“Hello I am Here”: The Role of Proximal Nonverbal Cues in Initiating Social Interactions in VR

Amal Yassien
ACM UbiComp/ISWC 2023
2 min readSep 26, 2023

Authors: @amalwalied @slimabdennadher

Our social signaling technique is designed to make people more aware of each other in VR to enrich their social interactions. The technique leverages 3 nonverbal cues shown in Figures A, B, and C. In A, we use an arrow to tell a user where the other user is standing, when the other user is not within the field-of-view. In B, a short sound plays when the user turns to face the other user, and in C, the name and interests of the other user are displayed for smooth interaction initiations.

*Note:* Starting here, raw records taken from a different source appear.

//! Configuration data structures and TOML parsing.
//!
//! Every key is optional; unset keys fall back to the built-in defaults
//! before validation. Example:
//!
//! ```toml
//! [global]
//! log_level = "info"
//!
//! [touch]
//! swipe_threshold = 30
//! long_press_timeout_ms = 800
//! poll_interval_ms = 10
//!
//! [autorepeat]
//! initial_delay_ms = 600
//! first_rate_ms = 100
//! first_count = 10
//! second_rate_ms = 20
//!
//! [pool]
//! plain_widgets = 32
//! autorepeat_widgets = 8
//! sliders = 8
//!
//! [display]
//! width = 320
//! height = 240
//!
//! [device]
//! usb_id = "1234:5678"
//! ```

use std::fs;
use std::path::{Path, PathBuf};

use log::{debug, warn};
use serde::Deserialize;
use thiserror::Error;

use crate::autorepeat::AutorepeatTiming;
use crate::geometry::DisplaySize;
use crate::pool::{MAX_AUTOREPEAT_WIDGETS, MAX_PLAIN_WIDGETS, WidgetId, WidgetKind};
use crate::slider::{MAX_SLIDERS, SliderId};

/// Top-level error type used throughout the crate.
#[derive(Debug, Error, PartialEq)]
pub enum TactileError {
    #[error("Failed to read config file {path}: {message}")]
    ConfigReadError { path: PathBuf, message: String },

    #[error("Failed to parse config file {path}: {message}")]
    ConfigParseError { path: PathBuf, message: String },

    #[error("Invalid config value for '{key}': {message}")]
    InvalidConfig { key: &'static str, message: String },

    #[error("Widget pool exhausted: all {capacity} {kind} slots are allocated")]
    PoolExhausted { kind: WidgetKind, capacity: usize },

    #[error("Widget {0} is not allocated")]
    NotAllocated(WidgetId),

    #[error("No widget slot {0}")]
    UnknownWidget(WidgetId),

    #[error("Widget {id} is a {actual} widget, expected {expected}")]
    WrongKind {
        id: WidgetId,
        expected: WidgetKind,
        actual: WidgetKind,
    },

    #[error("Widget {0} has no callback bound")]
    NoCallback(WidgetId),

    #[error("No slider {0}")]
    UnknownSlider(SliderId),

    #[error("Slider list is full ({capacity} sliders)")]
    SliderListFull { capacity: usize },
}

/// Root of the TOML config file.
#[derive(Debug, Deserialize, Default)]
#[serde(default)]
struct RawConfig {
    global: RawGlobal,
    touch: RawTouch,
    autorepeat: RawAutorepeat,
    pool: RawPool,
    display: RawDisplay,
    device: RawDevice,
}

/// The `[global]` section.
#[derive(Debug, Deserialize, Default)]
#[serde(default)]
struct RawGlobal {
    log_level: Option<String>,
    log_file: Option<String>,
}

/// The `[device]` section.
#[derive(Debug, Deserialize, Default)]
#[serde(default)]
struct RawDevice {
    usb_id: Option<String>,
}

/// Generate a raw section whose fields are all optional, plus the merge
/// that fills unset fields from the built-in defaults.
macro_rules! config_section {
    ($raw:ident => $validated:ident { $($field:ident : $ty:ty = $default:expr),+ $(,)? }) => {
        #[derive(Debug, Deserialize, Default, Clone)]
        #[serde(default)]
        struct $raw {
            $($field: Option<$ty>,)+
        }

        impl $raw {
            fn merge_with_defaults(&self) -> $validated {
                $validated {
                    $($field: self.$field.unwrap_or($default),)+
                }
            }
        }
    };
}

config_section!(RawTouch => TouchSettings {
    swipe_threshold: u16 = 30,
    long_press_timeout_ms: u32 = 800,
    poll_interval_ms: u32 = 10,
});

config_section!(RawAutorepeat => AutorepeatTiming {
    initial_delay_ms: u32 = 600,
    first_rate_ms: u32 = 100,
    first_count: u16 = 10,
    second_rate_ms: u32 = 20,
});

config_section!(RawPool => PoolSettings {
    plain_widgets: usize = 32,
    autorepeat_widgets: usize = 8,
    sliders: usize = 8,
});

config_section!(RawDisplay => DisplaySize {
    width: u16 = 320,
    height: u16 = 240,
});

/// Gesture timing and distance thresholds.
#[derive(Debug, Clone, Copy, PartialEq, Eq)]
pub struct TouchSettings {
    /// Minimum displacement in pixels, on either axis, for a swipe.
    pub swipe_threshold: u16,
    /// Hold time before the long-press callback fires.
    pub long_press_timeout_ms: u32,
    /// Delay between two `poll_once` calls in the host loop.
    pub poll_interval_ms: u32,
}

impl Default for TouchSettings {
    fn default() -> Self {
        RawTouch::default().merge_with_defaults()
    }
}

/// Number of usable slots per pool, each bounded by the compiled maximum.
#[derive(Debug, Clone, Copy, PartialEq, Eq)]
pub struct PoolSettings {
    pub plain_widgets: usize,
    pub autorepeat_widgets: usize,
    pub sliders: usize,
}

impl Default for PoolSettings {
    fn default() -> Self {
        RawPool::default().merge_with_defaults()
    }
}

/// Top-level parsed configuration.
#[derive(Debug, Clone, PartialEq)]
pub struct AppConfig {
    pub log_level: String,
    pub log_file: Option<String>,
    pub touch: TouchSettings,
    pub autorepeat: AutorepeatTiming,
    pub pool: PoolSettings,
    pub display: DisplaySize,
    pub device_usb_id: Option<String>,
}

impl Default for AutorepeatTiming {
    fn default() -> Self {
        RawAutorepeat::default().merge_with_defaults()
    }
}

impl Default for AppConfig {
    fn default() -> Self {
        Self {
            log_level: "info".to_string(),
            log_file: None,
            touch: TouchSettings::default(),
            autorepeat: AutorepeatTiming::default(),
            pool: PoolSettings::default(),
            display: RawDisplay::default().merge_with_defaults(),
            device_usb_id: None,
        }
    }
}

fn invalid(key: &'static str, message: impl Into<String>) -> TactileError {
    TactileError::InvalidConfig {
        key,
        message: message.into(),
    }
}

fn check_capacity(key: &'static str, value: usize, max: usize) -> Result<(), TactileError> {
    if value > max {
        return Err(invalid(key, format!("{value} exceeds compiled maximum {max}")));
    }
    Ok(())
}

fn resolve(raw: RawConfig) -> Result<AppConfig, TactileError> {
    let touch = raw.touch.merge_with_defaults();
    if touch.swipe_threshold == 0 {
        return Err(invalid("touch.swipe_threshold", "must be at least 1"));
    }
    if touch.long_press_timeout_ms == 0 {
        return Err(invalid("touch.long_press_timeout_ms", "must be at least 1"));
    }

    let mut autorepeat = raw.autorepeat.merge_with_defaults();
    for (key, value) in [
        ("autorepeat.initial_delay_ms", autorepeat.initial_delay_ms),
        ("autorepeat.first_rate_ms", autorepeat.first_rate_ms),
        ("autorepeat.second_rate_ms", autorepeat.second_rate_ms),
    ] {
        if value == 0 {
            return Err(invalid(key, "must be at least 1"));
        }
    }
    if autorepeat.first_count == 0 {
        warn!("autorepeat.first_count = 0, using 1");
        autorepeat.first_count = 1;
    }

    let pool = raw.pool.merge_with_defaults();
    check_capacity("pool.plain_widgets", pool.plain_widgets, MAX_PLAIN_WIDGETS)?;
    check_capacity(
        "pool.autorepeat_widgets",
        pool.autorepeat_widgets,
        MAX_AUTOREPEAT_WIDGETS,
    )?;
    check_capacity("pool.sliders", pool.sliders, MAX_SLIDERS)?;

    let display = raw.display.merge_with_defaults();
    if display.width == 0 || display.height == 0 {
        return Err(invalid("display", "width and height must be non-zero"));
    }

    let device_usb_id = raw.device.usb_id.filter(|s| !s.is_empty());
    if device_usb_id.is_none() {
        debug!("No [device] usb_id configured");
    }

    Ok(AppConfig {
        log_level: raw.global.log_level.unwrap_or_else(|| "info".to_string()),
        log_file: raw.global.log_file,
        touch,
        autorepeat,
        pool,
        display,
        device_usb_id,
    })
}

/// Parse TOML text and return the fully resolved `AppConfig`.
pub fn parse_config_str(text: &str, path: &Path) -> Result<AppConfig, TactileError> {
    let raw: RawConfig = toml::from_str(text).map_err(|e| TactileError::ConfigParseError {
        path: path.to_path_buf(),
        message: e.to_string(),
    })?;
    resolve(raw)
}

/// Parse a TOML config file and return the fully resolved `AppConfig`.
pub fn parse_config_file(path: &Path) -> Result<AppConfig, TactileError> {
    let text = fs::read_to_string(path).map_err(|e| TactileError::ConfigReadError {
        path: path.to_path_buf(),
        message: e.to_string(),
    })?;
    parse_config_str(&text, path)
}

Social VR has attracted attention in the recent years due to travel restrictions the recent pademic caused. When we started to work on this paper, we wanted to see how can we make users’ social interactions within VR better and richer. Therefore, we have investigated the research made to identify the reasons people use Social VR platforms. We have found out that users use VR to (source):

  1. Socialize and meet new people
  2. Experience Social Presence

This has led us to investigate how can we increase social presence and facilitate communication in Social VR. We found out that social presence is a construct in social psychology that measures the degree of user’s awareness of other users and that there is a research gap in features that support others’ presence (source), which is the degree of people’s awareness of others’ availability for interaction. So we designed proximal nonverbal cues as a social signaling technique that notifies a user when there is another is within close proximity. Our technique (proximal nonverbal cues) leverages proxemics theory and nonverbal communication to convey information about other user’s location, name, and interests for increased others’ presence and enjoyment.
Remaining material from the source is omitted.